Mr. Bell started out by giving us a quick run down of his personal history. He Is a 1982 graduate of the West Point military academy, and then went on to serve his country with the U.S. Army for nearly 15 years. He is also a former airborne officer that established the first Army desert reconnaissance school that saw many recruits prior to, and during the first war in Iraq and thereafter. Mr. Bell eventually left the Army after obtaining the rank of Major.

When asked how he came to be a member, then eventually the chairman of the TBCJ, he stated that after meeting with individuals from the Governor's office, that he eventually decided to accept the voluntary position on the board. He was then selected by the Governor for the position of chairman later on down the line.

The following is the Q & A session that we did with Mr. Bell;

Backgate: What are your ideas on how to improve the quality of the agency ?

Mr. Bell : "TDCJ staff members are outstanding at what they do first of all. I think we have a good base to expand from in place right now, we just have to never be satisfied at where we are at. Through increased pay increases and constant training we can make it a better place. Hiring standards also play a part. We need to keep working towards a common goal in the agency. "

Backgate: As you know, TDCJ employee morale is low on most units statewide. Added responsibility, less staff to perform the work, and lowered hiring standards are complaints that staff claim are all significant issues within the agency right now. WHat can the board do to improve the situation ?

Mr. Bell : "Staffing is at 95% at this point and getting better. TDCJ was the only state agency to see a pay raise this session. That shows, even though it wasn't what we had hoped for, that the legislature knows what needs to be done to help recruit and keep employees. TDCJ added pay increases for recruits and also at the first couple of steps of the pay grade. I know for a fact that the TDCJ leadership team have worked hard at getting employees a pay raise. I think we are on track to seeing significant improvements over time."

Backgate: What exactly is the purpose of the TBCJ ?

Mr. Bell : "We are an oversight board appointed by the governor. We serve 6 year terms. We are basically the eyes and ears for the agency and state government. We come from all different backgrounds, and walks of life. it's a collaborative effort on the boards part to improve the quality of the agency. As part of an initiative i established, i asked that board members visit every TDCJ unit in the state. We did that. Asking line staff and administrators how things were going, and what their ideas were to improve the agency. We asked questions and asked for staff input."

Backgate : Employee retention is a key factor in the staffing shortages that TDCJ has endured over the years. What would you propose to help fix the issues with retention ?

Mr. Bell: "Raising the pay. Establishing professional standards. Improving staff morale. More training."

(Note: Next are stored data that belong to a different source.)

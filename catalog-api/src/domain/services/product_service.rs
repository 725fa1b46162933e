use std::sync::Arc;

use chrono::{DateTime, Duration, Utc};

use crate::domain::models::product::{NewProduct, Product, ProductDraft, ProductPatch};
use crate::domain::repositories::product_repository::ProductRepository;
use crate::domain::services::slug::{resolve_unique, slugify};
use crate::error::AppError;
use crate::utils::pagination::{Page, PageRequest};

/// 插入时 slug 冲突的最大尝试次数
const MAX_SLUG_ATTEMPTS: usize = 3;

pub struct ProductService {
    repository: Arc<dyn ProductRepository>,
}

impl ProductService {
    pub fn new(repository: Arc<dyn ProductRepository>) -> Self {
        Self { repository }
    }

    pub async fn list_products(&self, request: PageRequest) -> Result<Page<Product>, AppError> {
        self.repository.find_page(&request).await
    }

    pub async fn get_product(&self, slug: &str) -> Result<Product, AppError> {
        self.repository
            .find_by_slug(slug)
            .await?
            .ok_or_else(|| AppError::NotFound(format!("Product with slug {} not found", slug)))
    }

    pub async fn generate_unique_slug(&self, base_slug: &str) -> Result<String, AppError> {
        let repository = &self.repository;
        resolve_unique(base_slug, |candidate| async move {
            repository.exists_by_slug(&candidate).await
        })
        .await
    }

    /// 探测空闲 slug 后插入；并发写入抢占同一 slug 时由唯一索引拒绝，重新探测
    pub async fn create_product(&self, input: NewProduct) -> Result<Product, AppError> {
        let base_slug = slugify(&input.name);
        let mut attempt = 1;

        loop {
            let slug = self.generate_unique_slug(&base_slug).await?;
            let draft = ProductDraft::new(slug, input.clone());

            match self.repository.insert(draft).await {
                Ok(product) => {
                    tracing::info!(id = product.id, slug = %product.slug, "product created");
                    return Ok(product);
                }
                Err(AppError::Conflict(reason)) if attempt < MAX_SLUG_ATTEMPTS => {
                    tracing::warn!(attempt, %reason, "slug taken by a concurrent insert, retrying");
                    attempt += 1;
                }
                Err(err) => return Err(err),
            }
        }
    }

    pub async fn update_product(&self, slug: &str, patch: ProductPatch) -> Result<Product, AppError> {
        // 检查产品是否存在
        let existing = self.get_product(slug).await?;

        let merged = merge(&existing, patch);
        let product = self.repository.update(&merged).await?;

        tracing::info!(id = product.id, slug = %product.slug, "product updated");
        Ok(product)
    }

    /// 删除并返回被删除的商品
    pub async fn delete_product(&self, slug: &str) -> Result<Product, AppError> {
        let product = self.get_product(slug).await?;

        self.repository.delete_by_id(product.id).await?;

        tracing::info!(id = product.id, slug = %product.slug, "product deleted");
        Ok(product)
    }
}

/// 合并部分更新
///
/// 字符串字段为空串时视为未提供。`id`、`slug`、`created_at` 始终沿用原值，
/// `updated_at` 严格晚于原值。
pub fn merge(existing: &Product, patch: ProductPatch) -> Product {
    Product {
        id: existing.id,
        slug: existing.slug.clone(),
        name: non_empty(patch.name).unwrap_or_else(|| existing.name.clone()),
        description: non_empty(patch.description).or_else(|| existing.description.clone()),
        price: patch.price.unwrap_or(existing.price),
        quantity: patch.quantity.unwrap_or(existing.quantity),
        created_at: existing.created_at,
        updated_at: next_timestamp(existing.updated_at),
    }
}

fn non_empty(value: Option<String>) -> Option<String> {
    value.filter(|v| !v.is_empty())
}

fn next_timestamp(previous: DateTime<Utc>) -> DateTime<Utc> {
    let now = Utc::now();
    if now > previous {
        now
    } else {
        previous + Duration::microseconds(1)
    }
}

Backgate : What do you see to be the focus of the board over the next year ?

Mr. Bell : "Standards for CO's and parole officers. Increasing rehabilitation initiatives, expanded use of environmentally " green " projects such as the current pilot program we have that is producing biodiesel for agency tractors. "

Backgate : What do you feel to be the direction of the agency over the next ten years as it applies to TDCJ , and dealing with parole, and prison rehabilitation ?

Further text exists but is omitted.